Improve Rule Retrieval and Reasoning with Self-Induction and Relevance ReEstimate¶

Conference: ACL 2025
arXiv: 2505.10870
Code: None
Area: Others
Keywords: Rule Retrieval, Semantic Alignment, Self-Induction, Reranking, LLM Reasoning

TL;DR¶

To address the semantic gap between queries (concrete instantiated facts) and rules (abstract variable formulations) in rule retrieval, this paper proposes SIAR (Self-Induction Augmented Retrieval) and \(R^3\) (Rule Relevance ReEstimate). By mapping queries into the rule semantic space and re-evaluating rule relevance, these two methods significantly improve both rule retrieval and downstream reasoning performance.

Background & Motivation¶

Rule-based reasoning is an important way to enhance the capabilities of LLMs: rules are first induced from experiences, and then relevant rules are retrieved to assist in reasoning. However, existing research primarily focuses on the generation and application of rules, severely neglecting the critical middle step: rule retrieval.

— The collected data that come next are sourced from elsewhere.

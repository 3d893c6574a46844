//! Stormhaven engine library.
//!
//! Exposes the world model, order parsing, phase engine, and turn pipeline
//! for use by integration tests and the binary entry point.

pub mod engine;
pub mod game;
pub mod orders;
pub mod pipeline;
pub mod report;
pub mod rules;
pub mod store;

Rule retrieval differs fundamentally from traditional knowledge retrieval: - Traditional Retrieval: Queries and target passages typically share keywords or semantic similarities (e.g., "Who list of US presidents" \(\to\) passages containing "US president"). - Rule Retrieval: Queries are concrete instantiated facts (e.g., "California environmental law mandates recycling"), whereas rules are in abstract variable forms (e.g., "If regulation \(Y\) applies to region \(Z\), then person \(X\) in region \(Z\) must comply with regulation \(Y\)"). A massive semantic gap exists between the two.

The authors demonstrate the severity of this issue through experiments: retrieving rules using standard retrieval methods to assist in reasoning actually degrades performance (compared to not using rules). However, if the ground-truth rules (golden rules) are directly provided, a 7B model improves by \(31.54\%\), and a 72B model improves by \(23.67\%\). This indicates that the issue is not that rules are useless, but that retrieval is inaccurate.

Method¶

Overall Architecture¶

The method is integrated into the standard retrieve-then-reason pipeline: 1. Pre-retrieval: SIAR leverages the self-induction of LLMs to generate hypothetical rules for query expansion. 2. Post-retrieval / Pre-reasoning: \(R^3\) utilizes the LLM to re-evaluate the relevance of retrieved rules and rerank them. 3. Reasoning: The reranked top-\(k\) rules are used to assist downstream LLM reasoning.

Key Designs¶

1. SIAR: Self-Induction Augmented Retrieval¶

Function: Before retrieval, a hypothetical rule (self-induced rule, SI) is generated from the query using the self-induction capability of LLMs, which is then used to augment the retrieval query.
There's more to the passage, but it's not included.